Once touted as a social conservative powerhouse, the group is on the brink of financial collapse. But why?

Published November 20, 2014 4:38PM (EST)

NOM President Brian Brown       (Wikimedia Commons)
NOM President Brian Brown (Wikimedia Commons)

The National Organization for Marriage -- once touted as an anti-gay marriage political powerhouse -- finds itself on the brink of financial collapse, new figures show.

The indispensable Mark Joseph Stern runs down NOM's dismal numbers:

On Wednesday, the viciously anti-gay National Organization for Marriage finally released its 2013 tax filings—two days late, in direct violation of federal law. The results are nothing short of brutal. NOM raised $5.1 million last year—a 50 percent drop-off from its 2012 earnings. Two donors accounted for more than half of that money. And the group’s “Education Fund,” which churns out anti-gay propaganda and homophobic calumny, raised less than $1.7 million, a 70 percent decline from 2012. NOM closed out the year more than $2.5 million in debt.

How did the nation's leading anti-marriage equality organization land itself here? Stern offers three theories: donors recoiled when NOM devolved into increasingly visceral anti-gay rhetoric that proved so offensive even some true believers couldn't help but he embarrassed; supporters are less likely to contribute funds for fear they'll be exposed (nobody wants to go the way of former Mozilla CEO Brendan Eich); and that amid a wave of marriage equality victories, NOM's supporters just aren't all that interesting in throwing money at a lost cause anymore.

I'd add a fourth factor: the group has shown itself to be woefully politically ineffective.

Think about what an ideal political world would look like for NOM. Republicans would be nearly uniformly opposed to marriage equality. Democrats, being the party that tends to win LGBT voters, would support some form of recognition for same-sex couples, but same-sex marriage would be such a political third rail that they'd have to settle for something like civil unions or domestic partnership agreements. In other words, NOM's ideal world looks a lot like the world of 2003-2004.

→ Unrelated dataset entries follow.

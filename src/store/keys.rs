// src/store/keys.rs

//! Hotkey-spec sanity checking.
//!
//! We never simulate or parse hotkeys for real (the external interpreter
//! owns that); this only catches obvious typos before a key string is
//! written into the store and baked into a script.
//!
//! A spec is: optional modifier prefix characters followed by either a
//! single printable character (`b`, `5`, `,`) or a known key name (`F5`,
//! `NumpadAdd`, `XButton1`, ...). Names compare case-insensitively.

use crate::errors::{BindError, Result};

/// AutoHotkey modifier prefix symbols.
const MODIFIER_CHARS: &[char] = &['^', '!', '+', '#', '<', '>', '*', '~', '$'];

/// Named keys the interpreter understands, matching what the original
/// key-recorder could produce plus the F13–F24 extras.
const KEY_NAMES: &[&str] = &[
    "escape", "backspace", "tab", "enter", "space", "capslock",
    "insert", "delete", "home", "end", "pgup", "pgdn",
    "up", "down", "left", "right",
    "numlock", "scrolllock", "printscreen", "pause", "appskey",
    "numpad0", "numpad1", "numpad2", "numpad3", "numpad4",
    "numpad5", "numpad6", "numpad7", "numpad8", "numpad9",
    "numpaddot", "numpaddiv", "numpadmult", "numpadsub", "numpadadd",
    "numpadenter",
    "lbutton", "rbutton", "mbutton", "xbutton1", "xbutton2",
    "wheelup", "wheeldown", "wheelleft", "wheelright",
];

/// Check that `spec` looks like a hotkey the interpreter will accept.
pub fn validate_hotkey(spec: &str) -> Result<()> {
    let spec = spec.trim();
    if spec.is_empty() {
        return Err(BindError::invalid_hotkey(spec, "empty hotkey"));
    }

    // Strip leading modifier symbols.
    let rest: &str = spec.trim_start_matches(|c| MODIFIER_CHARS.contains(&c));
    if rest.is_empty() {
        return Err(BindError::invalid_hotkey(spec, "modifiers without a key"));
    }

    // A single printable non-whitespace character is always fine.
    let mut chars = rest.chars();
    let first = chars.next().unwrap_or(' ');
    if chars.next().is_none() {
        if first.is_whitespace() {
            return Err(BindError::invalid_hotkey(spec, "whitespace key"));
        }
        return Ok(());
    }

    let lower = rest.to_lowercase();

    // Function keys F1..F24.
    if let Some(num) = lower.strip_prefix('f') {
        if let Ok(n) = num.parse::<u8>() {
            if (1..=24).contains(&n) {
                return Ok(());
            }
            return Err(BindError::invalid_hotkey(spec, "function key out of range"));
        }
    }

    if KEY_NAMES.contains(&lower.as_str()) {
        return Ok(());
    }

    Err(BindError::invalid_hotkey(spec, "unknown key name"))
}

#[cfg(test)]
mod tests {
    use super::*;

    #[test]
    fn single_characters() {
        assert!(validate_hotkey("b").is_ok());
        assert!(validate_hotkey("5").is_ok());
        assert!(validate_hotkey("`").is_ok());
        assert!(validate_hotkey(",").is_ok());
    }

    #[test]
    fn modified_keys() {
        assert!(validate_hotkey("^b").is_ok());
        assert!(validate_hotkey("^+!e").is_ok());
        assert!(validate_hotkey("#Space").is_ok());
        assert!(validate_hotkey("~LButton").is_ok());
    }

    #[test]
    fn named_keys_case_insensitive() {
        assert!(validate_hotkey("F5").is_ok());
        assert!(validate_hotkey("f24").is_ok());
        assert!(validate_hotkey("XButton1").is_ok());
        assert!(validate_hotkey("wheelup").is_ok());
        assert!(validate_hotkey("NumpadAdd").is_ok());
    }

    #[test]
    fn rejects_garbage() {
        assert!(validate_hotkey("").is_err());
        assert!(validate_hotkey("^!").is_err());
        assert!(validate_hotkey("F25").is_err());
        assert!(validate_hotkey("NotAKey").is_err());
        assert!(validate_hotkey(" ").is_err());
    }
}
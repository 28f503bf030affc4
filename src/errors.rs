// src/errors.rs

//! Structured error types for ahkbind.
//!
//! Domain-level failures get a `thiserror` enum so callers can match on
//! them; application-level plumbing uses `anyhow` with context.

use std::io;
use std::path::PathBuf;

use thiserror::Error;

/// Main error type for ahkbind operations.
#[derive(Error, Debug)]
pub enum BindError {
    /// The interpreter binary could not be located on this machine.
    #[error("AutoHotkey v2 interpreter not found (run `ahkbind install`)")]
    InterpreterNotFound,

    /// The installer ran but the binary still did not appear.
    #[error("interpreter installed but not found after {attempts} detection attempts")]
    InstallNotDetected { attempts: u32 },

    /// The installer process exited with a failure code.
    #[error("interpreter installer failed with exit code {code}")]
    InstallFailed { code: i32 },

    /// Downloading the installer failed.
    #[error("failed to download installer from '{url}': {reason}")]
    Download { url: String, reason: String },

    /// A keybind record failed validation.
    #[error("invalid keybind: {0}")]
    InvalidKeybind(String),

    /// The trigger key is not a plausible hotkey spec.
    #[error("invalid hotkey '{key}': {reason}")]
    InvalidHotkey { key: String, reason: String },

    /// A keybind index from the CLI is out of range.
    #[error("no keybind at index {index} (store has {len} entries)")]
    IndexOutOfRange { index: usize, len: usize },

    /// Error reading or writing a store/settings file.
    #[error("failed to access '{path}': {source}")]
    File {
        path: PathBuf,
        #[source]
        source: io::Error,
    },

    /// I/O error without a more specific home.
    #[error("I/O error: {0}")]
    Io(#[from] io::Error),
}

/// Result type alias for ahkbind operations.
pub type Result<T> = std::result::Result<T, BindError>;

impl BindError {
    pub fn invalid_keybind(message: impl Into<String>) -> Self {
        Self::InvalidKeybind(message.into())
    }

    pub fn invalid_hotkey(key: impl Into<String>, reason: impl Into<String>) -> Self {
        Self::InvalidHotkey {
            key: key.into(),
            reason: reason.into(),
        }
    }

    pub fn file(path: impl Into<PathBuf>, source: io::Error) -> Self {
        Self::File {
            path: path.into(),
            source,
        }
    }
}

#[cfg(test)]
mod tests {
    use super::*;

    #[test]
    fn error_display() {
        let err = BindError::invalid_hotkey("??", "unknown key name");
        assert_eq!(err.to_string(), "invalid hotkey '??': unknown key name");

        let err = BindError::IndexOutOfRange { index: 4, len: 2 };
        assert_eq!(
            err.to_string(),
            "no keybind at index 4 (store has 2 entries)"
        );
    }

    #[test]
    fn error_from_io() {
        let io_err = io::Error::new(io::ErrorKind::NotFound, "missing");
        let err: BindError = io_err.into();
        assert!(matches!(err, BindError::Io(_)));
    }
}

But that isn't the world NOM is dealing with. Fast forward 10 years, and Democratic politicians show near-universal support for marriage equality, and public polling shows that a majority of Americans share their view. The vast majority of Republicans continue to oppose same-sex marriage, but marriage equality supporters include such mainstream conservatives as Alaska Sen. Lisa Murkowski and Ohio Sen. Rob Portman.

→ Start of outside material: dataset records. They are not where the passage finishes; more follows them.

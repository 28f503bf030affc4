// src/interp/supervisor.rs

//! Spawning and killing the interpreter process.
//!
//! At most one child is tracked at a time: `start` implicitly stops any
//! previously tracked child. Stopping is best-effort: signal the handle
//! if we have one, then sweep the process table for interpreter processes
//! running our script, with no confirmation of termination.

use std::process::{ExitStatus, Stdio};

use anyhow::{Context, Result};
use sysinfo::{ProcessesToUpdate, System};
use tokio::process::{Child, Command};
use tracing::{debug, info, warn};

use crate::errors::BindError;
use crate::interp::detect::detect_interpreter;
use crate::interp::status::{InterpStatus, StatusSender};
use crate::paths::Paths;
use crate::settings::Settings;
use crate::store;

pub struct Supervisor {
    paths: Paths,
    settings: Settings,
    status: StatusSender,
    child: Option<Child>,
}

impl Supervisor {
    pub fn new(paths: Paths, settings: Settings, status: StatusSender) -> Self {
        Self {
            paths,
            settings,
            status,
            child: None,
        }
    }

    /// Whether a child is currently tracked.
    pub fn has_child(&self) -> bool {
        self.child.is_some()
    }

    /// Start the interpreter on the generated script, stopping any
    /// previously tracked child first.
    ///
    /// The child is spawned with `kill_on_drop`, so dropping the
    /// supervisor tears the interpreter down with it.
    pub async fn start(&mut self) -> Result<()> {
        self.stop().await;

        let Some(interpreter) = detect_interpreter(&self.paths, &self.settings) else {
            self.status.push(InterpStatus::NotInstalled).await;
            return Err(BindError::InterpreterNotFound.into());
        };

        let script = self.paths.script_file();
        if !script.exists() {
            // First run: materialize the script from whatever the store holds.
            let binds = store::load_store(&self.paths)?;
            store::save_store(&self.paths, &self.settings, &binds)?;
        }

        info!(interpreter = ?interpreter, script = ?script, "starting interpreter");
        let child = Command::new(&interpreter)
            .arg(&script)
            .stdin(Stdio::null())
            .stdout(Stdio::null())
            .stderr(Stdio::null())
            .kill_on_drop(true)
            .spawn()
            .with_context(|| format!("spawning interpreter at {:?}", interpreter))?;

        self.child = Some(child);
        self.status.push(InterpStatus::Running).await;
        Ok(())
    }

    /// Stop the interpreter: signal the tracked handle, then sweep the
    /// process table. Never fails; termination is not confirmed.
    pub async fn stop(&mut self) {
        if let Some(mut child) = self.child.take() {
            match child.start_kill() {
                Ok(()) => {
                    // Reap so the handle doesn't linger as a zombie.
                    let _ = child.wait().await;
                    debug!("tracked interpreter child signalled");
                }
                Err(err) => warn!(error = %err, "could not signal interpreter child"),
            }
        }

        let swept = kill_by_script();
        if swept > 0 {
            info!(count = swept, "killed stray interpreter processes");
        }

        self.status.push(InterpStatus::Stopped).await;
    }

    /// Stop, pause briefly, start again.
    pub async fn restart(&mut self) -> Result<()> {
        self.stop().await;
        tokio::time::sleep(std::time::Duration::from_millis(500)).await;
        self.start().await
    }

    /// Wait for the tracked child to exit on its own.
    ///
    /// Pends forever when no child is tracked, so this is safe to use as
    /// one branch of a `select!` loop.
    pub async fn wait_exit(&mut self) -> Option<ExitStatus> {
        match &mut self.child {
            Some(child) => {
                let status = child.wait().await.ok();
                self.child = None;
                status
            }
            None => std::future::pending().await,
        }
    }
}

/// Kill interpreter processes whose command line mentions our script file.
///
/// This is the cross-invocation fallback for `stop`: a fresh CLI process
/// has no handle to the child a previous `start` spawned. Matches on the
/// script's file name, like the original's kill-by-window-title.
pub fn kill_by_script() -> usize {
    let script_name = crate::paths::SCRIPT_FILE_NAME.to_lowercase();

    let mut system = System::new();
    system.refresh_processes(ProcessesToUpdate::All, true);

    let mut killed = 0;
    for process in system.processes().values() {
        let name = process.name().to_string_lossy().to_lowercase();
        if !name.contains("autohotkey") {
            continue;
        }
        let runs_our_script = process
            .cmd()
            .iter()
            .any(|arg| arg.to_string_lossy().to_lowercase().contains(&script_name));
        if runs_our_script && process.kill() {
            killed += 1;
        }
    }
    killed
}

/// Count interpreter processes currently running our script (for `status`).
pub fn running_count() -> usize {
    let script_name = crate::paths::SCRIPT_FILE_NAME.to_lowercase();

    let mut system = System::new();
    system.refresh_processes(ProcessesToUpdate::All, true);

    system
        .processes()
        .values()
        .filter(|process| {
            process
                .name()
                .to_string_lossy()
                .to_lowercase()
                .contains("autohotkey")
                && process
                    .cmd()
                    .iter()
                    .any(|arg| arg.to_string_lossy().to_lowercase().contains(&script_name))
        })
        .count()
}

/// Spawn the interpreter detached from this process (one-shot `start`).
///
/// The CLI exits immediately afterwards, so no handle is kept and nothing
/// kills the child on drop.
pub fn spawn_detached(paths: &Paths, settings: &Settings) -> Result<()> {
    let Some(interpreter) = detect_interpreter(paths, settings) else {
        return Err(BindError::InterpreterNotFound.into());
    };

    let script = paths.script_file();
    if !script.exists() {
        let binds = store::load_store(paths)?;
        store::save_store(paths, settings, &binds)?;
    }

    let mut cmd = std::process::Command::new(&interpreter);
    cmd.arg(&script)
        .stdin(Stdio::null())
        .stdout(Stdio::null())
        .stderr(Stdio::null());

    #[cfg(windows)]
    {
        use std::os::windows::process::CommandExt;
        const CREATE_NO_WINDOW: u32 = 0x0800_0000;
        cmd.creation_flags(CREATE_NO_WINDOW);
    }

    cmd.spawn()
        .with_context(|| format!("spawning interpreter at {:?}", interpreter))?;

    info!(interpreter = ?interpreter, script = ?script, "interpreter started (detached)");
    Ok(())
}
// src/cli.rs

//! CLI argument parsing using `clap` (derive feature).

use std::path::PathBuf;

use clap::{Parser, Subcommand, ValueEnum};

/// Command-line arguments for `ahkbind`.
#[derive(Debug, Clone, Parser)]
#[command(
    name = "ahkbind",
    version,
    about = "Manage hotkey-to-message bindings and supervise the AutoHotkey interpreter that enforces them.",
    long_about = None
)]
pub struct CliArgs {
    /// Data directory holding keybinds.txt / keybinds.ahk / ahkbind.toml.
    ///
    /// Default: `AHKBIND_DATA`, else the executable's directory.
    #[arg(long, value_name = "PATH", global = true)]
    pub data_dir: Option<PathBuf>,

    /// Logging level (error, warn, info, debug, trace).
    ///
    /// If omitted, `AHKBIND_LOG` or a default level will be used.
    #[arg(long, value_enum, value_name = "LEVEL", global = true)]
    pub log_level: Option<LogLevel>,

    #[command(subcommand)]
    pub command: Command,
}

#[derive(Debug, Clone, Subcommand)]
pub enum Command {
    /// Print all keybinds in the store.
    List,

    /// Add a keybind and regenerate the script.
    Add {
        /// Hotkey spec, e.g. `F5`, `^b`, `XButton1`.
        key: String,
        /// Message to send when the hotkey fires.
        message: String,
        /// Delay before sending, in milliseconds.
        #[arg(long, value_name = "MS", default_value_t = 0)]
        delay: u64,
    },

    /// Edit the keybind at a given index (as shown by `list`).
    Edit {
        index: usize,
        #[arg(long)]
        key: Option<String>,
        #[arg(long)]
        message: Option<String>,
        #[arg(long, value_name = "MS")]
        delay: Option<u64>,
    },

    /// Remove the keybind at a given index.
    Remove { index: usize },

    /// Regenerate the script from the store without touching the interpreter.
    Gen,

    /// Report interpreter installation and running state.
    Status,

    /// Download and silently install the AutoHotkey v2 interpreter.
    Install,

    /// Start the interpreter detached and exit.
    Start,

    /// Best-effort stop of any interpreter running our script.
    Stop,

    /// Stop, then start again.
    Restart,

    /// Run in the foreground: supervise the interpreter and watch the
    /// store file for out-of-band edits, until Ctrl-C.
    Run,
}

/// Log level as exposed on the CLI.
#[derive(Debug, Copy, Clone, ValueEnum)]
pub enum LogLevel {
    Error,
    Warn,
    Info,
    Debug,
    Trace,
}

/// Convenience wrapper around `CliArgs::parse()`.
pub fn parse() -> CliArgs {
    CliArgs::parse()
}
// src/store/parse.rs

//! The flat pipe-delimited line format: `KEY|MESSAGE|DELAY_MS`.
//!
//! Parsing is lossy by contract: empty lines and `#` comments are skipped,
//! and any line that does not split into at least two fields is dropped
//! silently. A missing or unparsable delay means 0.

use tracing::debug;

use crate::store::model::Keybind;

const HEADER: &str = "\
# ahkbind configuration
# Format: KEY|MESSAGE|DELAY
# Do not edit while the app is running
";

/// Parse file contents into records, dropping anything unparsable.
pub fn parse_store(contents: &str) -> Vec<Keybind> {
    contents
        .lines()
        .filter(|line| {
            let t = line.trim();
            !t.is_empty() && !t.starts_with('#')
        })
        .filter_map(parse_line)
        .collect()
}

fn parse_line(line: &str) -> Option<Keybind> {
    let parts: Vec<&str> = line.split('|').collect();
    if parts.len() < 2 {
        debug!(line, "dropping unparsable keybind line");
        return None;
    }
    let delay_ms = parts
        .get(2)
        .and_then(|s| s.trim().parse::<u64>().ok())
        .unwrap_or(0);
    Some(Keybind {
        key: parts[0].trim().to_string(),
        message: parts[1].trim().to_string(),
        delay_ms,
    })
}

/// Serialize records back into the on-disk format, header included.
pub fn serialize_store(binds: &[Keybind]) -> String {
    let mut out = String::from(HEADER);
    for bind in binds {
        out.push_str(&format!("{}|{}|{}\n", bind.key, bind.message, bind.delay_ms));
    }
    out
}

#[cfg(test)]
mod tests {
    use super::*;

    #[test]
    fn parses_well_formed_lines() {
        let binds = parse_store("F5|/heal|250\n^b|hello|0\n");
        assert_eq!(binds.len(), 2);
        assert_eq!(binds[0], Keybind::new("F5", "/heal", 250));
        assert_eq!(binds[1], Keybind::new("^b", "hello", 0));
    }

    #[test]
    fn skips_comments_and_blank_lines() {
        let binds = parse_store("# header\n\n  \nF5|/heal|100\n# trailing\n");
        assert_eq!(binds.len(), 1);
        assert_eq!(binds[0].key, "F5");
    }

    #[test]
    fn drops_lines_with_too_few_fields() {
        let binds = parse_store("justakey\nF5|/heal\n");
        assert_eq!(binds.len(), 1);
        assert_eq!(binds[0], Keybind::new("F5", "/heal", 0));
    }

    #[test]
    fn bad_delay_defaults_to_zero() {
        let binds = parse_store("F5|/heal|soon\nF6|/armor|-3\n");
        assert_eq!(binds[0].delay_ms, 0);
        assert_eq!(binds[1].delay_ms, 0);
    }

    #[test]
    fn fields_are_trimmed() {
        let binds = parse_store("  F5  |  /heal me  |  75 \n");
        assert_eq!(binds[0], Keybind::new("F5", "/heal me", 75));
    }

    #[test]
    fn roundtrip_preserves_order() {
        let binds = vec![
            Keybind::new("F5", "/heal", 250),
            Keybind::new("XButton1", "gg wp", 0),
        ];
        let text = serialize_store(&binds);
        assert!(text.starts_with("# ahkbind configuration"));
        assert_eq!(parse_store(&text), binds);
    }
}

So how has NOM adapted to this brave new world?

Determined to reverse the tide of growing support for marriage equality, NOM has spent big on electing anti-gay primary challengers and general election candidates. In recent high-profile races, NOM an anti-gay primary challenger to pro-marriage GOP Rep. Richard Hanna of New York; Hanna fended off the NOM-backed candidate by six points. In 2013, NOM went all in trying to elect Virginia GOP gubernatorial nominee Ken Cuccinelli, who had endorsed reviving Virginia's anti-sodomy law, and Republican U.S. Senate candidate Steve Lonegan of New Jersey, only to watch both candidates lose.

Underscoring the sad state of affairs with which NOM President Brian Brown is grappling, the group this year endorsed two pro-LGBT Democratic congressional candidates on the sole basis that their GOP opponents were gay -- and would, presumably, do greater damage to NOM's cause from inside the GOP majority than from the Democratic minority. Pathetic as it was, it was a reminder of how much a decade can change. It was just 10 years ago that Democrats were falling all over themselves to assure voters that they, like their GOP opponents, truly believed that marriage was the sacred union of a man and a woman; perhaps a constitutional amendment banning gay marriage went too far, but you got the idea.

Now, NOM is forced to calculate whether it would be more damaging to have a pro-LGBT Democrat in office -- or an openly gay Republican. This dilemma has led the group to make some bizarre choices, and the poor track records of prominent anti-gay candidates NOM has backed in hotly contested races should give donors pause before they open up their checkbooks to help keep hate afloat.